Le Dime est formé d’une charge interne en alliage de tungstène (celui des ampoules électriques, pour avoir une idée de la conduction et de la réactivité). Elle libère dans l’air une poudre incandescente qui, en tombant sur son poids spécifique (traductrice pas sûre des termes, au plus près du texte original donc…NDT), attaque l’objectif sous un angle qui provoque d’innombrables coupures et blessures sans dépasser les 4 mètres de portée. A la charge inerte est associée une enveloppe externe en fibre de carbone, plus légere et plus économique que le métal, invisible aux rayons X. Une fois explosée, elle se pulvérise en micro particules au lieu des éclats. Bien qu’étant capable de pénétrer le béton armé, la fibre de carbone n’offre pas de résistance excessive à la détonation de l’explosif contenu, augmentant de ce fait son efficacité, au point que les premiers prototypes ont détruit les instruments de mesure des laboratoires militaires. Un Dime serait en outre capable de suivre son propre objectif mobile grâce à sa légèreté et à un système de contrôle Gps.
Donc : haute précision, explosion circonscrite, aucun éclat. Mais le tournant semble peu positif. Des tests réalisés jusqu’à présent dans les laboratoires militaires du Maryland auraient mis en évidence, selon le New Scientist de février 2005, une mortalité de 100 % sur les cobayes : exposés à des fragments de tungstène, en l’espace de 5 mois, ils développent tous la même forme rare de cancer, le rabdo sarcome .Mais si on laisse de côté les hypothèses sur la toxicité du tungstène, des préoccupations plus urgentes demeurent. Si ce qui a été testé à Gaza étaient des Dime, comme cela semble très probable, les effets produits semblent plus graves que ceux des anciennes bombes en acier. Quelques centaines d’éclats sont remplacés par une nuée déchirante de particules incandescentes qui pénètrent, coupent et brûlent leurs victimes jusqu’aux os. En l’espace de quelques minutes, elles provoquent la nécrose de membres entiers, et se déposent, à la fin, à l’intérieur du corps sans possibilité d’extraction. Le tout dans un scénario asymétrique où d’un côté il y a un être humain, et de l’autre une bombe lancée par un drone piloté à distance, et où augmente le nombre des victimes invisibles : les invalides permanents. Obtenir le maximum de résultats et le minimum de pertes, voilà l’impératif. Et, étant données les dimensions réduites des Dime, les munitions transportables par tout engin volant quadruplent automatiquement.
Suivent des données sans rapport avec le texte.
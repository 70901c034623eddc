use crate::content::PLACEHOLDER_HTML;
use crate::content::readability::{extract_readable_content, ReadableContent};
use crate::feed::aggregate::FALLBACK_TITLE;
use crate::util::parse_http_url;
use futures::StreamExt;
use lru::LruCache;
use serde::Serialize;
use std::num::NonZeroUsize;
use std::sync::{Arc, Mutex};
use std::time::Duration;
use thiserror::Error;

const MAX_PAGE_SIZE: usize = 5 * 1024 * 1024; // 5MB

#[derive(Debug, Error)]
pub enum ContentError {
    #[error("Invalid article URL: {0}")]
    InvalidUrl(String),
    #[error("Upstream returned status {0}")]
    Upstream(u16),
    #[error("Network error: {0}")]
    Network(#[from] reqwest::Error),
    #[error("Request timed out")]
    Timeout,
    #[error("Response too large (exceeds {0} bytes)")]
    ResponseTooLarge(usize),
    #[error("No readable content found")]
    Extraction,
}

impl ContentError {
    /// True when the page could not be retrieved, as opposed to retrieved
    /// but not understood.
    pub fn is_upstream(&self) -> bool {
        matches!(
            self,
            ContentError::Upstream(_)
                | ContentError::Network(_)
                | ContentError::Timeout
                | ContentError::ResponseTooLarge(_)
        )
    }
}

/// A fully expanded article, as shown in the reader view.
#[derive(Debug, Clone, PartialEq, Eq, Serialize)]
pub struct ExpandedArticle {
    pub title: String,
    #[serde(rename = "content")]
    pub html: String,
    #[serde(rename = "text")]
    pub plain_text: String,
}

/// Fetches article pages and extracts their readable content.
///
/// Successful extractions are cached by link in a bounded LRU; failures are
/// never cached, so a later call retries the page.
pub struct ContentExpander {
    client: reqwest::Client,
    timeout: Duration,
    cache: Option<Mutex<LruCache<String, Arc<ReadableContent>>>>,
}

impl ContentExpander {
    /// Creates an expander. A `cache_capacity` of zero disables caching.
    pub fn new(client: reqwest::Client, timeout: Duration, cache_capacity: usize) -> Self {
        Self {
            client,
            timeout,
            cache: NonZeroUsize::new(cache_capacity).map(|cap| Mutex::new(LruCache::new(cap))),
        }
    }

    /// Retrieves `link` and returns its readable content.
    ///
    /// The page's own title wins; `fallback_title` (usually the feed entry's
    /// title) is used when the page has none.
    ///
    /// # Errors
    ///
    /// - [`ContentError::InvalidUrl`] - not an absolute http(s) URL
    /// - [`ContentError::Upstream`] - non-2xx response
    /// - [`ContentError::Network`] / [`ContentError::Timeout`] /
    ///   [`ContentError::ResponseTooLarge`] - retrieval failed
    /// - [`ContentError::Extraction`] - page has no readable content
    pub async fn expand(
        &self,
        link: &str,
        fallback_title: Option<&str>,
    ) -> Result<ExpandedArticle, ContentError> {
        let url = parse_http_url(link).map_err(|e| ContentError::InvalidUrl(e.to_string()))?;
        let key = url.to_string();

        let content = match self.cached(&key) {
            Some(content) => {
                tracing::debug!(url = %key, "Article content cache hit");
                content
            }
            None => {
                let html = tokio::time::timeout(self.timeout, self.fetch_page(url.as_str()))
                    .await
                    .map_err(|_| ContentError::Timeout)??;
                let content =
                    extract_readable_content(&html, &url).ok_or(ContentError::Extraction)?;
                let content = Arc::new(content);
                self.store(key, Arc::clone(&content));
                content
            }
        };

        let title = content
            .title
            .clone()
            .or_else(|| {
                fallback_title
                    .map(str::trim)
                    .filter(|t| !t.is_empty())
                    .map(str::to_string)
            })
            .unwrap_or_else(|| FALLBACK_TITLE.to_string());

        let html = if content.html.trim().is_empty() {
            PLACEHOLDER_HTML.to_string()
        } else {
            content.html.clone()
        };

        Ok(ExpandedArticle {
            title,
            html,
            plain_text: content.text.clone(),
        })
    }

    /// Number of cached pages.
    pub fn cached_len(&self) -> usize {
        self.cache
            .as_ref()
            .map(|c| c.lock().unwrap_or_else(|e| e.into_inner()).len())
            .unwrap_or(0)
    }

    fn cached(&self, key: &str) -> Option<Arc<ReadableContent>> {
        let cache = self.cache.as_ref()?;
        let mut guard = cache.lock().unwrap_or_else(|e| e.into_inner());
        guard.get(key).cloned()
    }

    fn store(&self, key: String, content: Arc<ReadableContent>) {
        if let Some(cache) = &self.cache {
            cache
                .lock()
                .unwrap_or_else(|e| e.into_inner())
                .put(key, content);
        }
    }

    async fn fetch_page(&self, url: &str) -> Result<String, ContentError> {
        let response = self.client.get(url).send().await?;

        if !response.status().is_success() {
            return Err(ContentError::Upstream(response.status().as_u16()));
        }

        read_limited_text(response, MAX_PAGE_SIZE).await
    }
}

async fn read_limited_text(
    response: reqwest::Response,
    limit: usize,
) -> Result<String, ContentError> {
    // Fast path: check Content-Length header
    if let Some(len) = response.content_length() {
        if len > limit as u64 {
            return Err(ContentError::ResponseTooLarge(limit));
        }
    }

    let mut bytes = Vec::new();
    let mut stream = response.bytes_stream();

    while let Some(chunk) = stream.next().await {
        let chunk = chunk?;
        if bytes.len().saturating_add(chunk.len()) > limit {
            return Err(ContentError::ResponseTooLarge(limit));
        }
        bytes.extend_from_slice(&chunk);
    }

    // Pages with stray invalid bytes are still worth extracting
    Ok(String::from_utf8_lossy(&bytes).into_owned())
}
use rand::prelude::*;
use rand_chacha::ChaCha12Rng;
use trafseg::index::{Aggregate, RangeIndex, Slot};

// Integer valued measurements keep every float sum exact.
fn random_slots(rng: &mut ChaCha12Rng, n_slots: usize) -> Vec<Slot> {
    (0..n_slots)
        .map(|_| {
            Slot::new(
                rng.random_range(0..120u32) as f64,
                rng.random_range(0..2500u32) as f64,
            )
        })
        .collect()
}

fn naive_sum(slots: &[Slot], l: usize, r: usize) -> Aggregate {
    slots[l..=r]
        .iter()
        .fold(Aggregate::NEUTRAL, |acc, &slot| acc.merge(slot.into()))
}

#[test]
fn queries_match_naive_sums() {
    let mut rng = ChaCha12Rng::seed_from_u64(1);
    for n_slots in [1, 2, 3, 5, 8, 13, 24, 31] {
        let slots = random_slots(&mut rng, n_slots);
        let index = RangeIndex::from_slots(&slots).unwrap();

        for l in 0..n_slots {
            for r in l..n_slots {
                assert_eq!(index.query(l, r).unwrap(), naive_sum(&slots, l, r));
            }
        }
        assert_eq!(index.total(), naive_sum(&slots, 0, n_slots - 1));
    }
}

#[test]
fn averages_divide_by_range_length() {
    let mut rng = ChaCha12Rng::seed_from_u64(2);
    let slots = random_slots(&mut rng, 24);
    let index = RangeIndex::from_slots(&slots).unwrap();

    for l in 0..24 {
        for r in l..24 {
            let agg = index.query(l, r).unwrap();
            let avg = index.average(l, r).unwrap();
            let len = (r - l + 1) as f64;
            assert_eq!(avg.speed, agg.speed_sum / len);
            assert_eq!(avg.congestion, agg.congestion_sum / len);
        }
    }
}

#[test]
fn random_updates_keep_queries_consistent() {
    let mut rng = ChaCha12Rng::seed_from_u64(3);
    let n_slots = 24;
    let mut slots = random_slots(&mut rng, n_slots);
    let mut index = RangeIndex::build(n_slots, &slots).unwrap();

    for _ in 0..200 {
        let i_slot = rng.random_range(0..n_slots);
        let new_slot = random_slots(&mut rng, 1)[0];

        let before: Vec<_> = (0..n_slots)
            .flat_map(|l| (l..n_slots).map(move |r| (l, r)))
            .filter(|&(l, r)| !(l..=r).contains(&i_slot))
            .map(|(l, r)| ((l, r), index.query(l, r).unwrap()))
            .collect();

        index.update(i_slot, new_slot).unwrap();
        slots[i_slot] = new_slot;

        assert_eq!(index.query(i_slot, i_slot).unwrap(), Aggregate::from(new_slot));
        assert_eq!(index.slot(i_slot).unwrap(), new_slot);
        assert_eq!(index.total(), naive_sum(&slots, 0, n_slots - 1));

        // Ranges that do not contain the updated slot are unaffected.
        for ((l, r), agg) in before {
            assert_eq!(index.query(l, r).unwrap(), agg);
        }
    }
}

#[test]
fn independent_instances() {
    let a_slots = vec![Slot::new(1.0, 1.0); 4];
    let b_slots = vec![Slot::new(2.0, 2.0); 4];
    let mut a = RangeIndex::from_slots(&a_slots).unwrap();
    let b = RangeIndex::from_slots(&b_slots).unwrap();

    a.update(0, Slot::new(9.0, 9.0)).unwrap();

    assert_eq!(a.total().speed_sum, 12.0);
    assert_eq!(b.total().speed_sum, 8.0);
}

#[test]
fn identical_input_builds_identical_index() {
    let mut rng = ChaCha12Rng::seed_from_u64(4);
    let slots: Vec<_> = (0..24)
        .map(|_| Slot::new(rng.random::<f64>() * 120.0, rng.random::<f64>() * 2500.0))
        .collect();

    let a = RangeIndex::from_slots(&slots).unwrap();
    let b = RangeIndex::from_slots(&slots).unwrap();
    for l in 0..24 {
        for r in l..24 {
            let (qa, qb) = (a.query(l, r).unwrap(), b.query(l, r).unwrap());
            assert_eq!(qa.speed_sum.to_bits(), qb.speed_sum.to_bits());
            assert_eq!(qa.congestion_sum.to_bits(), qb.congestion_sum.to_bits());
        }
    }
}
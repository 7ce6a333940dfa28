use crate::config::Config;
use crate::index::Slot;
use anyhow::{Context, Result};
use rand::prelude::*;
use rand_chacha::ChaCha12Rng;
use rand_distr::Uniform;

/// Generate random slot measurements.
///
/// Speeds and congestion levels are whole numbers drawn uniformly from
/// `0..max_speed` and `0..max_congestion`. The generator is seeded from
/// `cfg.seed` if present and from the OS otherwise.
pub fn generate_slots(cfg: &Config) -> Result<Vec<Slot>> {
    let mut rng = match cfg.seed {
        Some(seed) => ChaCha12Rng::seed_from_u64(seed),
        None => ChaCha12Rng::try_from_os_rng().context("failed to seed rng")?,
    };

    let speed_dist = Uniform::new(0, cfg.max_speed)?;
    let congestion_dist = Uniform::new(0, cfg.max_congestion)?;

    let slots = (0..cfg.n_slots)
        .map(|_| {
            let speed = speed_dist.sample(&mut rng);
            let congestion = congestion_dist.sample(&mut rng);
            Slot::new(speed.into(), congestion.into())
        })
        .collect();

    Ok(slots)
}
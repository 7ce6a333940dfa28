use crate::config::{Config, check_slot};
use crate::index::{Average, RangeIndex, Slot};
use crate::sample::generate_slots;
use anyhow::{Context, Result};
use std::fmt;

/// Owns the index built from a [`Config`].
pub struct Manager {
    index: RangeIndex,
}

impl Manager {
    /// Build the index from the configured slots, or from sample data if none are given.
    pub fn new(cfg: Config) -> Result<Self> {
        log::info!("{cfg:#?}");

        let slots = match &cfg.slots {
            Some(slots) => {
                log::info!("using {} configured slots", slots.len());
                slots.clone()
            }
            None => {
                let slots = generate_slots(&cfg).context("failed to generate sample slots")?;
                log::info!("generated {} sample slots", slots.len());
                slots
            }
        };

        let index = RangeIndex::build(cfg.n_slots, &slots).context("failed to build index")?;

        Ok(Self { index })
    }

    /// Average measurements over the hours `l..=r`.
    pub fn query(&self, l: usize, r: usize) -> Result<RangeReport> {
        let avg = self
            .index
            .average(l, r)
            .with_context(|| format!("failed to query hours {l} to {r}"))?;
        Ok(RangeReport {
            l,
            r,
            avg,
            updated: false,
        })
    }

    /// Replace the measurements of one hour, then report the average over `l..=r`.
    pub fn update(
        &mut self,
        index: usize,
        slot: Slot,
        l: usize,
        r: usize,
    ) -> Result<RangeReport> {
        check_slot(&slot).context("invalid new measurements")?;
        self.index
            .update(index, slot)
            .with_context(|| format!("failed to update hour {index}"))?;
        log::info!("updated hour {index} to {slot:?}");

        let mut report = self.query(l, r)?;
        report.updated = true;
        Ok(report)
    }

    /// Current measurements of every hour followed by the whole-range average.
    pub fn summary(&self) -> Result<Summary> {
        let slots = (0..self.index.n_slots())
            .map(|i_slot| self.index.slot(i_slot))
            .collect::<Result<Vec<_>, _>>()
            .context("failed to read slots")?;
        let total = self.index.total().average(self.index.n_slots());
        Ok(Summary { slots, total })
    }
}

/// Average measurements over a range of hours.
#[derive(Debug, PartialEq, Clone)]
pub struct RangeReport {
    pub l: usize,
    pub r: usize,
    pub avg: Average,
    pub updated: bool,
}

impl fmt::Display for RangeReport {
    fn fmt(&self, f: &mut fmt::Formatter<'_>) -> fmt::Result {
        let prefix = if self.updated { "UPDATED " } else { "" };
        writeln!(
            f,
            "{prefix}AVERAGE DATA FROM {} HOURS TO {} HOURS:",
            self.l, self.r
        )?;
        writeln!(f, "\tSpeed: {:.2} km/h", self.avg.speed)?;
        write!(f, "\tCongestion: {} vph", self.avg.congestion.trunc())
    }
}

/// Per-hour measurements and their overall average.
#[derive(Debug, PartialEq, Clone)]
pub struct Summary {
    pub slots: Vec<Slot>,
    pub total: Average,
}

impl fmt::Display for Summary {
    fn fmt(&self, f: &mut fmt::Formatter<'_>) -> fmt::Result {
        writeln!(f, "HOUR    SPEED (km/h)    CONGESTION (vph)")?;
        for (i_slot, slot) in self.slots.iter().enumerate() {
            writeln!(
                f,
                "{i_slot:>4} {:>15.2} {:>19}",
                slot.speed,
                slot.congestion.trunc()
            )?;
        }
        write!(
            f,
            " ALL {:>15.2} {:>19}",
            self.total.speed,
            self.total.congestion.trunc()
        )
    }
}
En conclusion, la différence des munitions à létalité concentrée pourrait résider justement dans la justification morale suggérée par les commanditaires eux même : l’intérêt présumé de limiter les dommages collatéraux. Difficile, sur la base du droit humanitaire, d’interdire l’usage de ces munitions, dévastatrices dans les faits mais présentées comme réduites, circonscrites aux seuls « terroristes ».Le Dime, économique et léger, pourrait être largué dans des zones à forte densité de population, en des quantités quatre fois supérieures, provoquant les effets rencontrés à Gaza (ni les civils, ni les femmes, ni les enfants n’ont été épargnés). Et ce sera alors sa définition même d’arme à faible dommage collatéral qui fournira un alibi à quiconque l’utilisera, beaucoup plus justifiable que les « vieilles » armes utilisées jusqu’à présent.